Le train s'arrête enfin : terminus, tout le monde descend.
Pauline
nous attend au sommet de l'escalator. Nous avions prévu un panneau :
-
Nous sommes Esther et Mathieu
Pas la peine :
-
Ah, les voilà !
S'exclame-t-elle. D'un pas vigoureux, nous la suivons
jusqu'au sous-sol. Traversée de la ville et visite guidée
: quel privilège ! La voiture s'engouffre ensuite dans
une allée résidentielle. On dirait de petites maisons
de poupées, accollées les une aux autres.
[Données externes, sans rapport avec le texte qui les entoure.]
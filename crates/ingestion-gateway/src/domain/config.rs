//! Gateway configuration with validation.

use serde::{Deserialize, Serialize};
use std::fmt;
use std::net::{IpAddr, Ipv4Addr, SocketAddr};
use std::time::Duration;
use ticket_types::Provider;

/// Main gateway configuration
#[derive(Debug, Clone, Default, Serialize, Deserialize)]
#[serde(default)]
pub struct GatewayConfig {
    /// HTTP server configuration
    pub http: HttpConfig,
    /// Per-client admission control
    pub rate_limit: RateLimitConfig,
    /// Provider webhook secrets
    pub auth: AuthConfig,
    /// Breaker guarding the notification bus
    pub circuit_breaker: CircuitBreakerConfig,
    /// Request size limits
    pub limits: LimitsConfig,
    /// Notification settings
    pub notifications: NotificationConfig,
}

impl GatewayConfig {
    /// Validate configuration
    pub fn validate(&self) -> Result<(), ConfigError> {
        if self.rate_limit.requests_per_minute == 0 {
            return Err(ConfigError::InvalidRateLimit(
                "requests_per_minute cannot be 0".into(),
            ));
        }

        if self.rate_limit.max_clients == 0 {
            return Err(ConfigError::InvalidRateLimit(
                "max_clients cannot be 0".into(),
            ));
        }

        if self.circuit_breaker.failure_threshold == 0 {
            return Err(ConfigError::InvalidCircuitBreaker(
                "failure_threshold cannot be 0".into(),
            ));
        }

        if self.circuit_breaker.open_timeout_secs == 0 {
            return Err(ConfigError::InvalidCircuitBreaker(
                "open_timeout_secs cannot be 0".into(),
            ));
        }

        if self.circuit_breaker.half_open_max_calls == 0 {
            return Err(ConfigError::InvalidCircuitBreaker(
                "half_open_max_calls cannot be 0".into(),
            ));
        }

        if self.limits.max_body_bytes == 0 {
            return Err(ConfigError::InvalidLimit("max_body_bytes cannot be 0".into()));
        }

        if self.notifications.channel.is_empty() {
            return Err(ConfigError::Invalid("notification channel cannot be empty".into()));
        }

        Ok(())
    }

    /// Get HTTP server bind address
    pub fn http_addr(&self) -> SocketAddr {
        SocketAddr::new(self.http.host, self.http.port)
    }
}

/// HTTP server configuration
#[derive(Debug, Clone, Serialize, Deserialize)]
#[serde(default)]
pub struct HttpConfig {
    /// Bind address
    pub host: IpAddr,
    /// Port (default: 8080)
    pub port: u16,
}

impl Default for HttpConfig {
    fn default() -> Self {
        Self {
            host: IpAddr::V4(Ipv4Addr::new(0, 0, 0, 0)),
            port: 8080,
        }
    }
}

/// Rate limiting configuration
#[derive(Debug, Clone, Serialize, Deserialize)]
#[serde(default)]
pub struct RateLimitConfig {
    /// Enable rate limiting
    pub enabled: bool,
    /// Per-client budget; steady rate is this over 60 seconds
    pub requests_per_minute: u32,
    /// Capacity of the bucket table
    pub max_clients: usize,
    /// How often idle buckets are swept
    #[serde(with = "humantime_serde")]
    pub cleanup_interval: Duration,
    /// Buckets unseen for this long are swept
    #[serde(with = "humantime_serde")]
    pub idle_timeout: Duration,
}

impl Default for RateLimitConfig {
    fn default() -> Self {
        Self {
            enabled: true,
            requests_per_minute: 100,
            max_clients: 10_000,
            cleanup_interval: Duration::from_secs(60),
            idle_timeout: Duration::from_secs(600),
        }
    }
}

impl RateLimitConfig {
    /// Tokens added per second.
    pub fn refill_rate(&self) -> f64 {
        f64::from(self.requests_per_minute) / 60.0
    }

    /// Bucket capacity: a tenth of the minute budget, at least one.
    pub fn burst_capacity(&self) -> f64 {
        f64::from((self.requests_per_minute / 10).max(1))
    }
}

/// Webhook secrets per provider. An empty secret disables validation.
#[derive(Clone, Default, Serialize, Deserialize)]
#[serde(default)]
pub struct AuthConfig {
    /// HMAC-SHA256 key for `X-Freshdesk-Signature`
    #[serde(skip_serializing)]
    pub freshdesk_secret: String,
    /// `username:password` expected in the Zendesk `Authorization` header
    #[serde(skip_serializing)]
    pub zendesk_secret: String,
}

impl AuthConfig {
    pub fn secret_for(&self, provider: Provider) -> &str {
        match provider {
            Provider::Freshdesk => &self.freshdesk_secret,
            Provider::Zendesk => &self.zendesk_secret,
        }
    }
}

impl fmt::Debug for AuthConfig {
    fn fmt(&self, f: &mut fmt::Formatter<'_>) -> fmt::Result {
        let redact = |s: &str| if s.is_empty() { "<unset>" } else { "<redacted>" };
        f.debug_struct("AuthConfig")
            .field("freshdesk_secret", &redact(&self.freshdesk_secret))
            .field("zendesk_secret", &redact(&self.zendesk_secret))
            .finish()
    }
}

/// Circuit breaker configuration for the notification bus
#[derive(Debug, Clone, Serialize, Deserialize)]
#[serde(default)]
pub struct CircuitBreakerConfig {
    /// Consecutive failures before opening the circuit
    pub failure_threshold: u32,
    /// Time spent open before a trial call is admitted (in seconds)
    pub open_timeout_secs: u64,
    /// Concurrent trial calls admitted while half-open
    pub half_open_max_calls: u32,
}

impl Default for CircuitBreakerConfig {
    fn default() -> Self {
        Self {
            failure_threshold: 5,
            open_timeout_secs: 30,
            half_open_max_calls: 1,
        }
    }
}

impl CircuitBreakerConfig {
    /// Convert to the middleware CircuitBreakerConfig
    pub fn to_middleware_config(&self) -> crate::middleware::CircuitBreakerConfig {
        crate::middleware::CircuitBreakerConfig {
            failure_threshold: self.failure_threshold,
            open_timeout: Duration::from_secs(self.open_timeout_secs),
            half_open_max_calls: self.half_open_max_calls,
        }
    }
}

/// Request size limits
#[derive(Debug, Clone, Serialize, Deserialize)]
#[serde(default)]
pub struct LimitsConfig {
    /// Largest accepted webhook body
    pub max_body_bytes: usize,
}

impl Default for LimitsConfig {
    fn default() -> Self {
        Self {
            max_body_bytes: 1024 * 1024,
        }
    }
}

#[derive(Debug, Clone, Serialize, Deserialize)]
#[serde(default)]
pub struct NotificationConfig {
    /// Channel new tickets are announced on
    pub channel: String,
}

impl Default for NotificationConfig {
    fn default() -> Self {
        Self {
            channel: ticket_bus::TICKETS_NEW_CHANNEL.to_string(),
        }
    }
}

/// Configuration errors
#[derive(Debug, Clone, thiserror::Error)]
pub enum ConfigError {
    /// Invalid rate limiting configuration
    #[error("invalid rate limit: {0}")]
    InvalidRateLimit(String),
    /// Invalid circuit breaker configuration
    #[error("invalid circuit breaker: {0}")]
    InvalidCircuitBreaker(String),
    /// Invalid size or count limit
    #[error("invalid limit: {0}")]
    InvalidLimit(String),
    /// General configuration error
    #[error("invalid configuration: {0}")]
    Invalid(String),
}

/// Duration serialization as `"30s"`, `"500ms"` or `"2m"`
mod humantime_serde {
    use serde::{Deserialize, Deserializer, Serializer};
    use std::time::Duration;

    pub fn serialize<S>(duration: &Duration, serializer: S) -> Result<S::Ok, S::Error>
    where
        S: Serializer,
    {
        serializer.serialize_str(&format!("{}s", duration.as_secs()))
    }

    pub fn deserialize<'de, D>(deserializer: D) -> Result<Duration, D::Error>
    where
        D: Deserializer<'de>,
    {
        let s = String::deserialize(deserializer)?;
        parse_duration(&s).map_err(serde::de::Error::custom)
    }

    pub(super) fn parse_duration(s: &str) -> Result<Duration, &'static str> {
        let s = s.trim();
        if let Some(ms) = s.strip_suffix("ms") {
            ms.trim()
                .parse::<u64>()
                .map(Duration::from_millis)
                .map_err(|_| "invalid milliseconds")
        } else if let Some(secs) = s.strip_suffix('s') {
            secs.trim()
                .parse::<u64>()
                .map(Duration::from_secs)
                .map_err(|_| "invalid seconds")
        } else if let Some(mins) = s.strip_suffix('m') {
            mins.trim()
                .parse::<u64>()
                .map(|m| Duration::from_secs(m * 60))
                .map_err(|_| "invalid minutes")
        } else {
            s.parse::<u64>()
                .map(Duration::from_secs)
                .map_err(|_| "invalid duration format")
        }
    }
}
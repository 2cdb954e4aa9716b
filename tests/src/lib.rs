//! # Helpdesk Ingestion Test Suite
//!
//! ## Structure
//!
//! ```text
//! tests/
//! ├── benches/          # Criterion benchmarks (normalizer, limiter, breaker)
//! └── src/integration/  # Whole-gateway scenarios over in-memory adapters
//!     ├── harness.rs    # Service fixture and request helpers
//!     ├── webhook_flow.rs
//!     ├── idempotency.rs
//!     ├── degradation.rs
//!     ├── runtime.rs    # Environment to running gateway
//!     ├── security.rs
//!     └── server.rs     # Real TCP listener and graceful shutdown
//! ```
//!
//! ## Running Tests
//!
//! ```bash
//! cargo test -p ingestion-tests
//! cargo test -p ingestion-tests integration::degradation
//! cargo bench -p ingestion-tests
//! ```

pub mod integration;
Voilà
celle de Pauline et Gilles, adorablement fleurie, enlacée
d'un escalier métalique vert, qui rejoint notre petit appartement.
Nous passons notre première soirée près
d'eux, autour d'un fabuleux poulet rôti, agrémenté de croquants
légumes et d'un savoureux vin, comme à la maison.
Tradition
oblige, le tutoiement est de rigueur. Un peu difficile au début, mais c'est
tellement facile de les aimer, presque instinctif.
Le lendemain,
nous rencontrons le reste de la famille. Marillia, la nièce, qui habite
2e étage au-dessus de chez nous. Elle a quitté la France 3 ans auparavant
et a refait sa vie ici. Nouvelle formation, nouvel emploi dans le secteur informatique...
elle a déjà qulques bribes de cette adorable accent québécois.
Valérie,
la fille, habite la maison d'à côté. Jamais très loin,
puisque les jardins communiquent. En fait, nous rencontrons d'abord son chat,
niño... sans commentaires. Valérie vit avec Samir, un intellectuel
Algérien exilé depuis plusieurs années dans cette ville incroyable,
"où il se passe toujours quelque chose". C'est pour ça
qu'il l'a choisie. Puis il a rencontré la délicieuse Valérie. Depuis, on arrive plus à se quitter, ajoute-t-il rieur. Et voilà
5 ans que ça dure.
Dans la famille, il y encore Donald
le meilleur ami de Pauline, depuis près de 30 ans. Donald l'Américain,
qui a fui, dans les tristes années, son incorporation pour le Vietnam.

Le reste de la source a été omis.